ACTIVITY: For the records below, print every one exactly, with nothing dropped.

(Source records)
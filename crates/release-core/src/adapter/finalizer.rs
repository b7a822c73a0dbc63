//! Cleanup-before-delete.

use release_store::TypedStore;
use tracing::{debug, info};

use super::ReleaseAdapter;
use crate::domain::{PipelineRun, Result, RELEASE_FINALIZER};
use crate::obs;
use crate::operation::OperationResult;

impl ReleaseAdapter {
    /// Run cleanup for a Release marked for deletion, then drop the finalizer.
    ///
    /// Always ends the pass once deletion is in progress. Cleanup followed by
    /// finalizer removal requeues so the store can finish the delete, and a
    /// failure in either keeps the finalizer and requeues with the error.
    /// A Release still held by other finalizers after ours is gone stops
    /// instead, so it is not polled until their owners release it.
    pub async fn ensure_finalizer_called(&mut self) -> OperationResult {
        let meta = &self.release.metadata;
        if !meta.is_being_deleted() {
            return OperationResult::continue_processing();
        }

        if !meta.has_finalizer(RELEASE_FINALIZER) {
            if meta.finalizers.is_empty() {
                return OperationResult::requeue();
            }
            debug!(release = %self.key(), finalizers = ?meta.finalizers, "release held by other finalizers");
            return OperationResult::stop();
        }

        if let Err(err) = self.finalize_release().await {
            return OperationResult::requeue_on_error(err);
        }

        let removed = self
            .patch_release(|release| {
                release.metadata.remove_finalizer(RELEASE_FINALIZER);
            })
            .await;
        if let Err(err) = removed {
            return OperationResult::requeue_on_error(err);
        }
        obs::emit_release_finalized(&self.key());

        OperationResult::requeue()
    }

    /// Add the finalizer to a live Release that lacks it.
    pub async fn ensure_finalizer_present(&mut self) -> OperationResult {
        let meta = &self.release.metadata;
        if meta.is_being_deleted() || meta.has_finalizer(RELEASE_FINALIZER) {
            return OperationResult::continue_processing();
        }

        info!(release = %self.key(), "adding finalizer to release");
        let added = self
            .patch_release(|release| {
                release.metadata.add_finalizer(RELEASE_FINALIZER);
            })
            .await;
        OperationResult::requeue_on_error_or_continue(added)
    }

    /// Delete the release pipeline run, if one exists.
    async fn finalize_release(&self) -> Result<()> {
        if let Some(pipeline_run) = self.get_release_pipeline_run().await? {
            let key = pipeline_run.metadata.key();
            if self.store.delete_if_exists::<PipelineRun>(&key).await? {
                info!(release = %self.key(), pipeline_run = %key, "deleted release pipeline run");
            }
        }
        Ok(())
    }
}
//! Structured observability hooks for release reconciliation.
//!
//! This module provides:
//! - Release-scoped tracing spans via `ReconcileSpan`
//! - Emission functions for key lifecycle events: pipeline run and binding
//!   creation, rejection, completion, deployment progress, finalization
//!
//! Events are emitted at `info!` level; filter them with `RUST_LOG`.
//! Status conditions on the Release remain the operator-facing record.

use std::fmt::Display;
use std::future::Future;

use tracing::instrument::Instrumented;
use tracing::{info, warn, Instrument};

/// Span scoping one reconciliation pass.
///
/// Entered span guards are not `Send`, so the span is attached to the pass's
/// future instead of being held across awaits.
///
/// # Example
///
/// ```ignore
/// ReconcileSpan::new(&key).wrap(reconciler.pass(&key)).await;
/// // every event in the pass now carries release = "tenant/release-a"
/// ```
pub struct ReconcileSpan {
    span: tracing::Span,
}

impl ReconcileSpan {
    /// Create a span tagged with the release key.
    pub fn new(release: &dyn Display) -> Self {
        Self {
            span: tracing::info_span!("release.reconcile", release = %release),
        }
    }

    /// Run `future` inside the span.
    pub fn wrap<F: Future>(self, future: F) -> Instrumented<F> {
        future.instrument(self.span)
    }
}

/// Emit event: release pipeline run created.
pub fn emit_pipeline_run_created(release: &dyn Display, pipeline_run: &dyn Display) {
    info!(event = "pipeline_run.created", release = %release, pipeline_run = %pipeline_run);
}

/// Emit event: deployment binding created.
pub fn emit_binding_created(release: &dyn Display, binding: &dyn Display) {
    info!(event = "binding.created", release = %release, binding = %binding);
}

/// Emit event: release rejected by validation (warning level).
pub fn emit_release_invalidated(release: &dyn Display, reason: &str, message: &str) {
    warn!(
        event = "release.invalidated",
        release = %release,
        reason = %reason,
        message = %message,
    );
}

/// Emit event: release pipeline run finished.
pub fn emit_release_completed(release: &dyn Display, succeeded: bool) {
    info!(event = "release.completed", release = %release, succeeded = succeeded);
}

/// Emit event: deployment condition projected onto the release.
pub fn emit_deployment_status_changed(release: &dyn Display, status: &str, reason: &str) {
    info!(
        event = "deployment.status_changed",
        release = %release,
        status = %status,
        reason = %reason,
    );
}

/// Emit event: release cleanup done, finalizer removed.
pub fn emit_release_finalized(release: &dyn Display) {
    info!(event = "release.finalized", release = %release);
}

/// Emit event: reconciliation pass finished with the given outcome.
pub fn emit_pass_finished(release: &dyn Display, outcome: &str, duration_ms: u64) {
    info!(
        event = "release.pass_finished",
        release = %release,
        outcome = %outcome,
        duration_ms = duration_ms,
    );
}

/// Emit event: pass abandoned on error, to be retried (warning level).
pub fn emit_pass_error(release: &dyn Display, error: &dyn Display) {
    warn!(event = "release.pass_error", release = %release, error = %error);
}

#[cfg(test)]
mod tests {
    use super::*;

    #[tokio::test]
    async fn test_reconcile_span_instruments_future() {
        let value = ReconcileSpan::new(&"tenant/release-a")
            .wrap(async {
                emit_pass_finished(&"tenant/release-a", "done", 3);
                7
            })
            .await;
        assert_eq!(value, 7);
    }
}
//! Release-Store: resource store abstraction for the release controller
//!
//! This crate provides the persistence boundary the reconciliation core talks
//! to. The controller never owns durable storage; it reads and writes
//! namespaced resource objects through the `ResourceStore` trait.
//!
//! ## Layer 0 - Data/Persistence
//!
//! Focus: Object identity, optimistic concurrency, and finalizer-aware deletion.
//!
//! ## Key Components
//!
//! - `ResourceStore`: Object-safe async store (get/list/create/patch/delete)
//! - `TypedStore`: Typed convenience layer over any `ResourceStore`
//! - `MemoryResourceStore`: In-memory backend with fault injection

mod error;
pub mod fakes;
mod meta;
mod resource;
mod selector;
pub mod storage_traits;

pub use error::StoreError;
pub use meta::{InvalidNamespacedName, NamespacedName, ObjectMeta, OwnerReference, SEPARATOR};
pub use resource::{DynamicObject, Resource};
pub use selector::ListParams;
pub use storage_traits::{
    Precondition, ResourceStore, StoreResult, TypedStore, WatchEvent, WatchEventType,
};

THE COMPLETED TASK:
filename crates/release-core/src/adapter/finalizer.rs
repository b7a822c73a0dbc63
//! Cleanup-before-delete.

use release_store::TypedStore;
use tracing::{debug, info};

use super::ReleaseAdapter;
use crate::domain::{PipelineRun, Result, RELEASE_FINALIZER};
use crate::obs;
use crate::operation::OperationResult;

impl ReleaseAdapter {
    /// Run cleanup for a Release marked for deletion, then drop the finalizer.
    ///
    /// Always ends the pass once deletion is in progress. Cleanup followed by
    /// finalizer removal requeues so the store can finish the delete, and a
    /// failure in either keeps the finalizer and requeues with the error.
    /// A Release still held by other finalizers after ours is gone stops
    /// instead, so it is not polled until their owners release it.
    pub async fn ensure_finalizer_called(&mut self) -> OperationResult {
        let meta = &self.release.metadata;
        if !meta.is_being_deleted() {
            return OperationResult::continue_processing();
        }

        if !meta.has_finalizer(RELEASE_FINALIZER) {
            if meta.finalizers.is_empty() {
                return OperationResult::requeue();
            }
            debug!(release = %self.key(), finalizers = ?meta.finalizers, "release held by other finalizers");
            return OperationResult::stop();
        }

        if let Err(err) = self.finalize_release().await {
            return OperationResult::requeue_on_error(err);
        }

        let removed = self
            .patch_release(|release| {
                release.metadata.remove_finalizer(RELEASE_FINALIZER);
            })
            .await;
        if let Err(err) = removed {
            return OperationResult::requeue_on_error(err);
        }
        obs::emit_release_finalized(&self.key());

        OperationResult::requeue()
    }

    /// Add the finalizer to a live Release that lacks it.
    pub async fn ensure_finalizer_present(&mut self) -> OperationResult {
        let meta = &self.release.metadata;
        if meta.is_being_deleted() || meta.has_finalizer(RELEASE_FINALIZER) {
            return OperationResult::continue_processing();
        }

        info!(release = %self.key(), "adding finalizer to release");
        let added = self
            .patch_release(|release| {
                release.metadata.add_finalizer(RELEASE_FINALIZER);
            })
            .await;
        OperationResult::requeue_on_error_or_continue(added)
    }

    /// Delete the release pipeline run, if one exists.
    async fn finalize_release(&self) -> Result<()> {
        if let Some(pipeline_run) = self.get_release_pipeline_run().await? {
            let key = pipeline_run.metadata.key();
            if self.store.delete_if_exists::<PipelineRun>(&key).await? {
                info!(release = %self.key(), pipeline_run = %key, "deleted release pipeline run");
            }
        }
        Ok(())
    }
}
//! Structured observability hooks for release reconciliation.
//!
//! This module provides:
//! - Release-scoped tracing spans via `ReconcileSpan`
//! - Emission functions for key lifecycle events: pipeline run and binding
//!   creation, rejection, completion, deployment progress, finalization
//!
//! Events are emitted at `info!` level; filter them with `RUST_LOG`.
//! Status conditions on the Release remain the operator-facing record.

use std::fmt::Display;
use std::future::Future;

use tracing::instrument::Instrumented;
use tracing::{info, warn, Instrument};

/// Span scoping one reconciliation pass.
///
/// Entered span guards are not `Send`, so the span is attached to the pass's
/// future instead of being held across awaits.
///
/// # Example
///
/// ```ignore
/// ReconcileSpan::new(&key).wrap(reconciler.pass(&key)).await;
/// // every event in the pass now carries release = "tenant/release-a"
/// ```
pub struct ReconcileSpan {
    span: tracing::Span,
}

impl ReconcileSpan {
    /// Create a span tagged with the release key.
    pub fn new(release: &dyn Display) -> Self {
        Self {
            span: tracing::info_span!("release.reconcile", release = %release),
        }
    }

    /// Run `future` inside the span.
    pub fn wrap<F: Future>(self, future: F) -> Instrumented<F> {
        future.instrument(self.span)
    }
}

/// Emit event: release pipeline run created.
pub fn emit_pipeline_run_created(release: &dyn Display, pipeline_run: &dyn Display) {
    info!(event = "pipeline_run.created", release = %release, pipeline_run = %pipeline_run);
}

/// Emit event: deployment binding created.
pub fn emit_binding_created(release: &dyn Display, binding: &dyn Display) {
    info!(event = "binding.created", release = %release, binding = %binding);
}

/// Emit event: release rejected by validation (warning level).
pub fn emit_release_invalidated(release: &dyn Display, reason: &str, message: &str) {
    warn!(
        event = "release.invalidated",
        release = %release,
        reason = %reason,
        message = %message,
    );
}

/// Emit event: release pipeline run finished.
pub fn emit_release_completed(release: &dyn Display, succeeded: bool) {
    info!(event = "release.completed", release = %release, succeeded = succeeded);
}

/// Emit event: deployment condition projected onto the release.
pub fn emit_deployment_status_changed(release: &dyn Display, status: &str, reason: &str) {
    info!(
        event = "deployment.status_changed",
        release = %release,
        status = %status,
        reason = %reason,
    );
}

/// Emit event: release cleanup done, finalizer removed.
pub fn emit_release_finalized(release: &dyn Display) {
    info!(event = "release.finalized", release = %release);
}

/// Emit event: reconciliation pass finished with the given outcome.
pub fn emit_pass_finished(release: &dyn Display, outcome: &str, duration_ms: u64) {
    info!(
        event = "release.pass_finished",
        release = %release,
        outcome = %outcome,
        duration_ms = duration_ms,
    );
}

/// Emit event: pass abandoned on error, to be retried (warning level).
pub fn emit_pass_error(release: &dyn Display, error: &dyn Display) {
    warn!(event = "release.pass_error", release = %release, error = %error);
}

#[cfg(test)]
mod tests {
    use super::*;

    #[tokio::test]
    async fn test_reconcile_span_instruments_future() {
        let value = ReconcileSpan::new(&"tenant/release-a")
            .wrap(async {
                emit_pass_finished(&"tenant/release-a", "done", 3);
                7
            })
            .await;
        assert_eq!(value, 7);
    }
}
//! Release-Store: resource store abstraction for the release controller
//!
//! This crate provides the persistence boundary the reconciliation core talks
//! to. The controller never owns durable storage; it reads and writes
//! namespaced resource objects through the `ResourceStore` trait.
//!
//! ## Layer 0 - Data/Persistence
//!
//! Focus: Object identity, optimistic concurrency, and finalizer-aware deletion.
//!
//! ## Key Components
//!
//! - `ResourceStore`: Object-safe async store (get/list/create/patch/delete)
//! - `TypedStore`: Typed convenience layer over any `ResourceStore`
//! - `MemoryResourceStore`: In-memory backend with fault injection

mod error;
pub mod fakes;
mod meta;
mod resource;
mod selector;
pub mod storage_traits;

pub use error::StoreError;
pub use meta::{InvalidNamespacedName, NamespacedName, ObjectMeta, OwnerReference, SEPARATOR};
pub use resource::{DynamicObject, Resource};
pub use selector::ListParams;
pub use storage_traits::{
    Precondition, ResourceStore, StoreResult, TypedStore, WatchEvent, WatchEventType,
};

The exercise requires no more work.